M.Sc. Karoline-Luisa Lê Công
Crystals are a girl's best friend... as long as they diffract nicely. I studied biochemistry at the FU and felt in love with protein crystallography during my Bachelor thesis at Charité Berlin. Since than I've done several internships from Ludwigshafen BASF to Hamburg XFEL and wrote my Master thesis at FMP in a crystal-structure-based Drug Design project.
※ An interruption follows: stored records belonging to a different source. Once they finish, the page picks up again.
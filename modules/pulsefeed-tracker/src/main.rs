use std::sync::atomic::{AtomicBool, Ordering};
use std::sync::Arc;

use anyhow::{bail, Result};
use clap::{Parser, Subcommand};
use tracing::{info, warn};
use tracing_subscriber::EnvFilter;

use deckview_client::DeckViewClient;
use pulsefeed_common::Config;
use pulsefeed_store::{ItemStore, RecentUpdates};
use pulsefeed_tracker::backfill::BackfillCrawler;
use pulsefeed_tracker::controller::CrawlController;
use pulsefeed_tracker::source::{ContentSource, DeckSource};

#[derive(Parser)]
#[command(name = "pulsefeed-tracker")]
#[command(about = "Engagement tracker for short-lived feed posts")]
#[command(version)]
struct Cli {
    #[command(subcommand)]
    command: Command,
}

#[derive(Subcommand)]
enum Command {
    /// Run rolling discovery and resample cycles
    Live {
        /// Run a single cycle and exit
        #[arg(long)]
        once: bool,
    },

    /// Run one historical sweep back to the age cutoff
    Backfill {
        /// Override the configured age cutoff in hours
        #[arg(long)]
        cutoff_hours: Option<u32>,
    },
}

#[tokio::main]
async fn main() -> Result<()> {
    // Initialize logging
    tracing_subscriber::fmt()
        .with_env_filter(
            EnvFilter::from_default_env()
                .add_directive("pulsefeed_tracker=info".parse()?)
                .add_directive("pulsefeed_store=info".parse()?)
                .add_directive("deckview_client=info".parse()?),
        )
        .init();

    let cli = Cli::parse();

    info!("PulseFeed tracker starting...");

    // Load config
    let mut config = Config::from_env();
    if let Command::Backfill {
        cutoff_hours: Some(hours),
    } = &cli.command
    {
        config.backfill_cutoff_hours = *hours;
    }
    config.validate()?;
    config.log_redacted();

    let run_id = uuid::Uuid::new_v4().to_string();

    let store = ItemStore::connect(&config.database_path).await?;

    let source: Arc<dyn ContentSource> = match config.source_surface.as_str() {
        "deck" => {
            let client =
                DeckViewClient::new(&config.deckview_url, config.deckview_token.as_deref());
            let session = client.open_deck(&config.feed_url).await?;
            info!(session_id = session.session_id(), "Deck session opened");
            Arc::new(DeckSource::new(session, config.source_call_timeout_secs))
        }
        other => bail!("Unknown source surface: {other}"),
    };

    let result = match cli.command {
        Command::Live { once } => {
            let recent = RecentUpdates::load(&config.recent_updates_path);
            let shutdown = Arc::new(AtomicBool::new(false));
            {
                let shutdown = shutdown.clone();
                tokio::spawn(async move {
                    if tokio::signal::ctrl_c().await.is_ok() {
                        info!("Interrupt received, finishing current cycle");
                        shutdown.store(true, Ordering::Relaxed);
                    }
                });
            }

            let mut controller =
                CrawlController::new(source.clone(), store, recent, &config, run_id, shutdown);
            controller.run_live(once).await
        }
        Command::Backfill { .. } => {
            let crawler = BackfillCrawler::new(source.clone(), store, &config, run_id);
            crawler.run().await.map(|_| ()).map_err(Into::into)
        }
    };

    // Release the rendered session regardless of how the run went.
    if let Err(e) = source.close().await {
        warn!(error = %e, "Failed to close content source session");
    }

    result
}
Now I'm back at the FU to contribute my passion for protein crystallography to the Heberle Team as a doctoral student.
Currently I'm working under the UniSysCat framework on a method for growing light-gated functional protein crystal for time-resolved X-Ray measurements.
Department of Physics
Institute of Experimental Physics
Experimental Molecular Biophysics
PhD Candidate
Karoline-Luisa Lê Công born 1995 in Berlin, Germany
2013-2016 Bachelor of Science, Freie Universität Berlin.
2016-2020 Master of Science, Freie Universität Berlin.
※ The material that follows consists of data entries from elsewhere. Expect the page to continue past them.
// Test doubles for the crawl controller and backfill crawler.
//
// One mock covering the single trait boundary:
// - ScriptedSource (ContentSource): plays back a scripted sequence of
//   rendered frames
//
// Plus helpers for constructing VisibleItem, EngagementCounts, NewItem
// and a fully populated Config.

use std::sync::Mutex;

use anyhow::{bail, Result};
use async_trait::async_trait;
use chrono::{DateTime, Utc};

use pulsefeed_common::config::Config;
use pulsefeed_common::types::{EngagementCounts, NewItem, ScrollDirection, VisibleItem};

use crate::source::ContentSource;

// ---------------------------------------------------------------------------
// ScriptedSource
// ---------------------------------------------------------------------------

/// One scripted state of the rendered feed.
enum Frame {
    Items {
        items: Vec<VisibleItem>,
        new_content: bool,
    },
    Error(String),
}

/// Inner mutable state for ScriptedSource.
struct ScriptedSourceInner {
    frames: Vec<Frame>,
    position: usize,
    fail_reveals: bool,
    reveal_count: u32,
    top_reveal_count: u32,
    end_reveal_count: u32,
}

impl ScriptedSourceInner {
    /// Step one frame forward. Returns whether the arrived-at frame
    /// carries new content; false when already at the last frame.
    fn advance(&mut self) -> bool {
        if self.position + 1 >= self.frames.len() {
            return false;
        }
        self.position += 1;
        match &self.frames[self.position] {
            Frame::Items { new_content, .. } => *new_content,
            Frame::Error(_) => true,
        }
    }
}

/// Scripted content source. Every movement call (`reveal`,
/// `reveal_to_end`) steps one frame forward through the script;
/// `reveal_to_top` rewinds to the first frame. Enumeration returns the
/// current frame, an error for `Error` frames, and an empty list past
/// the end of the script.
///
/// Builder pattern: `.frame()`, `.stale_frame()`, `.error_frame()`,
/// `.failing_reveals()`.
pub struct ScriptedSource {
    inner: Mutex<ScriptedSourceInner>,
}

impl ScriptedSource {
    pub fn new() -> Self {
        Self {
            inner: Mutex::new(ScriptedSourceInner {
                frames: Vec::new(),
                position: 0,
                fail_reveals: false,
                reveal_count: 0,
                top_reveal_count: 0,
                end_reveal_count: 0,
            }),
        }
    }

    /// Append a frame that counts as newly revealed content.
    pub fn frame(self, items: Vec<VisibleItem>) -> Self {
        self.inner.lock().unwrap().frames.push(Frame::Items {
            items,
            new_content: true,
        });
        self
    }

    /// Append a frame the source reports as bringing nothing new.
    pub fn stale_frame(self, items: Vec<VisibleItem>) -> Self {
        self.inner.lock().unwrap().frames.push(Frame::Items {
            items,
            new_content: false,
        });
        self
    }

    /// Append a frame whose enumeration fails.
    pub fn error_frame(self, message: &str) -> Self {
        self.inner
            .lock()
            .unwrap()
            .frames
            .push(Frame::Error(message.to_string()));
        self
    }

    /// Make every `reveal` call return an error. `reveal_to_top` and
    /// `reveal_to_end` still work.
    pub fn failing_reveals(self) -> Self {
        self.inner.lock().unwrap().fail_reveals = true;
        self
    }

    pub fn reveal_count(&self) -> u32 {
        self.inner.lock().unwrap().reveal_count
    }

    pub fn top_reveal_count(&self) -> u32 {
        self.inner.lock().unwrap().top_reveal_count
    }

    pub fn end_reveal_count(&self) -> u32 {
        self.inner.lock().unwrap().end_reveal_count
    }
}

#[async_trait]
impl ContentSource for ScriptedSource {
    async fn visible_items(&self) -> Result<Vec<VisibleItem>> {
        let inner = self.inner.lock().unwrap();
        match inner.frames.get(inner.position) {
            Some(Frame::Items { items, .. }) => Ok(items.clone()),
            Some(Frame::Error(message)) => bail!("ScriptedSource: {message}"),
            None => Ok(Vec::new()),
        }
    }

    async fn reveal(&self, _direction: ScrollDirection, _amount_px: u32) -> Result<bool> {
        let mut inner = self.inner.lock().unwrap();
        inner.reveal_count += 1;
        if inner.fail_reveals {
            bail!("ScriptedSource: reveal failure requested");
        }
        Ok(inner.advance())
    }

    async fn reveal_to_top(&self) -> Result<()> {
        let mut inner = self.inner.lock().unwrap();
        inner.top_reveal_count += 1;
        inner.position = 0;
        Ok(())
    }

    async fn reveal_to_end(&self) -> Result<()> {
        let mut inner = self.inner.lock().unwrap();
        inner.end_reveal_count += 1;
        inner.advance();
        Ok(())
    }

    fn name(&self) -> &str {
        "scripted"
    }
}

// ---------------------------------------------------------------------------
// Item constructors
// ---------------------------------------------------------------------------

/// Fully rendered item with default (all-zero) engagement counts.
pub fn visible(id: &str, author: &str, text: &str) -> VisibleItem {
    VisibleItem {
        id: Some(id.to_string()),
        author: Some(author.to_string()),
        text: Some(text.to_string()),
        posted_at: None,
        counts: Some(EngagementCounts::default()),
    }
}

/// Item whose engagement row failed to render.
pub fn visible_without_counts(id: &str, author: &str, text: &str) -> VisibleItem {
    VisibleItem {
        counts: None,
        ..visible(id, author, text)
    }
}

/// Timestamped item for backfill sweeps.
pub fn visible_at(id: &str, posted_at: DateTime<Utc>) -> VisibleItem {
    VisibleItem {
        posted_at: Some(posted_at),
        ..visible(id, "poster", "archived feed item")
    }
}

pub fn counts(replies: i64, reposts: i64, likes: i64, views: i64) -> EngagementCounts {
    EngagementCounts {
        replies,
        reposts,
        likes,
        views,
    }
}

pub fn new_item(id: &str) -> NewItem {
    NewItem {
        id: id.to_string(),
        author: "poster".to_string(),
        text: format!("tracked item {id}"),
    }
}

/// Config with every knob at its production default except the stall
/// backoff, which is zeroed so stall tests do not sleep.
pub fn test_config() -> Config {
    Config {
        database_path: ":memory:".to_string(),
        recent_updates_path: "recent_updates.json".to_string(),
        deckview_url: "http://localhost:4110".to_string(),
        deckview_token: None,
        feed_url: "https://deck.example/feed".to_string(),
        source_surface: "deck".to_string(),
        source_call_timeout_secs: 5,
        scroll_step_px: 1000,
        max_cycle_seconds: 55,
        min_update_spacing_seconds: 60,
        tracking_window_hours: 24,
        due_batch_limit: 500,
        backfill_cutoff_hours: 25,
        backfill_window_slack_hours: 1,
        stall_threshold: 20,
        stall_backoff_secs: 0,
        max_scroll_attempts: 10000,
        max_corrective_reveals: 3,
    }
}

#[cfg(test)]
mod tests {
    use super::*;

    #[tokio::test]
    async fn script_plays_back_in_order() {
        let source = ScriptedSource::new()
            .frame(vec![visible("a", "ana", "first")])
            .stale_frame(vec![visible("a", "ana", "first")])
            .frame(vec![visible("b", "ben", "second")]);

        let first = source.visible_items().await.unwrap();
        assert_eq!(first[0].id.as_deref(), Some("a"));

        // Stale frame arrives without new content, fresh frame with it.
        assert!(!source.reveal(ScrollDirection::Down, 1000).await.unwrap());
        assert!(source.reveal(ScrollDirection::Down, 1000).await.unwrap());
        let third = source.visible_items().await.unwrap();
        assert_eq!(third[0].id.as_deref(), Some("b"));

        // Past the end: no movement, empty enumeration is not an error.
        assert!(!source.reveal(ScrollDirection::Down, 1000).await.unwrap());
        assert_eq!(source.reveal_count(), 3);
    }

    #[tokio::test]
    async fn rewind_returns_to_the_first_frame() {
        let source = ScriptedSource::new()
            .frame(vec![visible("a", "ana", "first")])
            .frame(vec![visible("b", "ben", "second")]);

        source.reveal(ScrollDirection::Down, 1000).await.unwrap();
        source.reveal_to_top().await.unwrap();

        let items = source.visible_items().await.unwrap();
        assert_eq!(items[0].id.as_deref(), Some("a"));
        assert_eq!(source.top_reveal_count(), 1);
    }

    #[tokio::test]
    async fn error_frame_fails_enumeration_until_moved() {
        let source = ScriptedSource::new()
            .error_frame("render hiccup")
            .frame(vec![visible("a", "ana", "first")]);

        assert!(source.visible_items().await.is_err());
        // The frame stays current until a movement call.
        assert!(source.visible_items().await.is_err());

        source.reveal(ScrollDirection::Down, 1000).await.unwrap();
        assert_eq!(source.visible_items().await.unwrap().len(), 1);
    }

    #[tokio::test]
    async fn failing_reveals_still_allow_end_reveal() {
        let source = ScriptedSource::new()
            .frame(vec![visible("a", "ana", "first")])
            .frame(vec![visible("b", "ben", "second")])
            .failing_reveals();

        assert!(source.reveal(ScrollDirection::Down, 1000).await.is_err());
        source.reveal_to_end().await.unwrap();
        let items = source.visible_items().await.unwrap();
        assert_eq!(items[0].id.as_deref(), Some("b"));
        assert_eq!(source.end_reveal_count(), 1);
    }

    #[tokio::test]
    async fn empty_script_enumerates_nothing() {
        let source = ScriptedSource::new();
        assert!(source.visible_items().await.unwrap().is_empty());
        assert!(!source.reveal(ScrollDirection::Down, 1000).await.unwrap());
    }
}
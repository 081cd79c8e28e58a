//! Backup and restore of a docker volume.
//!
//! Backups are gzip compressed tar archives of the volume's backing directory, stored in a local
//! directory or on an SMB/CIFS share. A restore replaces the volume contents while the container
//! using it is stopped, see [`backup::RestoreExecutor`].
//!
//! External programs (`docker`, `mount.cifs`, `crontab`, ...) are run through
//! [`process::CommandRunner`], all flows are composed in [`orchestrator::Context`].

#![forbid(unsafe_code)]

pub mod backup;
pub mod cli;
pub mod config;
pub mod docker;
mod error;
pub mod orchestrator;
pub mod process;
pub mod remote;
pub mod schedule;
pub mod service;
pub mod util;
pub mod wizard;

pub use error::{Error, Result};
My current research focuses on the crystallization of mechanosensitive channels, co-crystallized with lightsensitive azolipids for time-resolved structural investigations. The lateral tension-switch from azolipid isomerization by light signal serves as a tool for a light-controlled opening of these channels. Thereby E. coli MscL is used as model for MS gating mechanisms. In combination with spectroscopic methods, a detailed examination of the conformational changes of pressuresensitive channels is pursued. Such precise structural knowledge of the mechanosensitive channel opening mechanisms are relevant for pain management candidates - in early developmental phases. Moreover, azolipids could serve as a optogenetic molecular switch for activation of pressuresensitive channels.